EXCERPTED RECORDS –
- - - - - - -

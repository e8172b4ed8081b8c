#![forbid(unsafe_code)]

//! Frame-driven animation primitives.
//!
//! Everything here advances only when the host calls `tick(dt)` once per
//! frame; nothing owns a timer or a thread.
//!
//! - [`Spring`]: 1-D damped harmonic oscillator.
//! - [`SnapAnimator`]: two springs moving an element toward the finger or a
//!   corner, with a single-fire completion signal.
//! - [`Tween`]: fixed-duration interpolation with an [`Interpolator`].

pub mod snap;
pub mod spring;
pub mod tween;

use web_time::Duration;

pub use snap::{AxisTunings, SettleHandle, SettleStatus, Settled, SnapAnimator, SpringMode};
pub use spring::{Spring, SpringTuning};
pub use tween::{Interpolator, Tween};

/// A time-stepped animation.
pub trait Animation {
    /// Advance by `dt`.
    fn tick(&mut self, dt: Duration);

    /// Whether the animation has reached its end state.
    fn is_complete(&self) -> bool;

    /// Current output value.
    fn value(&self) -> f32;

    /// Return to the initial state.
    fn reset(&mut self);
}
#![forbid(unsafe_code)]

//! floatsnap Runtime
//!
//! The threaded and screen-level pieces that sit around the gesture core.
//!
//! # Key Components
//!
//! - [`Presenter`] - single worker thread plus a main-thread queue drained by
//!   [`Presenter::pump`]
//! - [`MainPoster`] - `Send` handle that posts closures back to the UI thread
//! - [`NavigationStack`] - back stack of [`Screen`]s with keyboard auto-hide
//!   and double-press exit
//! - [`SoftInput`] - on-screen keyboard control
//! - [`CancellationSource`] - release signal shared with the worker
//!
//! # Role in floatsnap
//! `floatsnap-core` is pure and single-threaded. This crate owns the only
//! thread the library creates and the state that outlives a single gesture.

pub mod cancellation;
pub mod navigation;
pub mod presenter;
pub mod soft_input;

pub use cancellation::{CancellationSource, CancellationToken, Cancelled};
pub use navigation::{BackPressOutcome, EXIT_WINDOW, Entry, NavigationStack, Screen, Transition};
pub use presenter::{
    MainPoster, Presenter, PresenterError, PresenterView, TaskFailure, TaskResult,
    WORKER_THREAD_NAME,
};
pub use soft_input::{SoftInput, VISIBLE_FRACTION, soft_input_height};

- - - - - - -

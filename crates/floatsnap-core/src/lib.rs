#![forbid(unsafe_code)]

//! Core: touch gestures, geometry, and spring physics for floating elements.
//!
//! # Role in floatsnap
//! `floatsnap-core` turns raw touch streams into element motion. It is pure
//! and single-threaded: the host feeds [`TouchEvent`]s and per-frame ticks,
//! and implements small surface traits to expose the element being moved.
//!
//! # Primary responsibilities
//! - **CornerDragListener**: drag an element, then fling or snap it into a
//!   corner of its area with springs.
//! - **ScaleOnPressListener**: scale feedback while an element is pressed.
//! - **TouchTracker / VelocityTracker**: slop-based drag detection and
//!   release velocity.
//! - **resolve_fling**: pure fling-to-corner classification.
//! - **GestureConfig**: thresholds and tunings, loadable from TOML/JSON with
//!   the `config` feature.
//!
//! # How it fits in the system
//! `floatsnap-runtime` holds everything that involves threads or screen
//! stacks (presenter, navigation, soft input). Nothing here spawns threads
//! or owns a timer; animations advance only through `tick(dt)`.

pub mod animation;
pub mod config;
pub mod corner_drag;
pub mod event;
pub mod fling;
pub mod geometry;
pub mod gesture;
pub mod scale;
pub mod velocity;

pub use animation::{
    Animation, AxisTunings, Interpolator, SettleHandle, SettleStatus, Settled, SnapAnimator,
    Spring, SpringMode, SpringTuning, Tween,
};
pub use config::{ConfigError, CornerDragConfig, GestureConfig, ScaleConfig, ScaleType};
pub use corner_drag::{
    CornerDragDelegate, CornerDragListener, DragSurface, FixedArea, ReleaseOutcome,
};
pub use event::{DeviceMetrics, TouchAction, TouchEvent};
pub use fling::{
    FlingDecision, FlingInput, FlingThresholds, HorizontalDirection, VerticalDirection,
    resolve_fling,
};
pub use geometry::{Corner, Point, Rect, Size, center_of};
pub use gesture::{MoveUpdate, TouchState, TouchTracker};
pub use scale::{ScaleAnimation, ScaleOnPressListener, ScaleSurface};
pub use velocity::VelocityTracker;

- - - - - - -

WHAT TO PRODUCE – The response is to be a bare number: the tally of lines in the listing above with the word "timer".

RESPONSE TO THIS EXERCISE – 2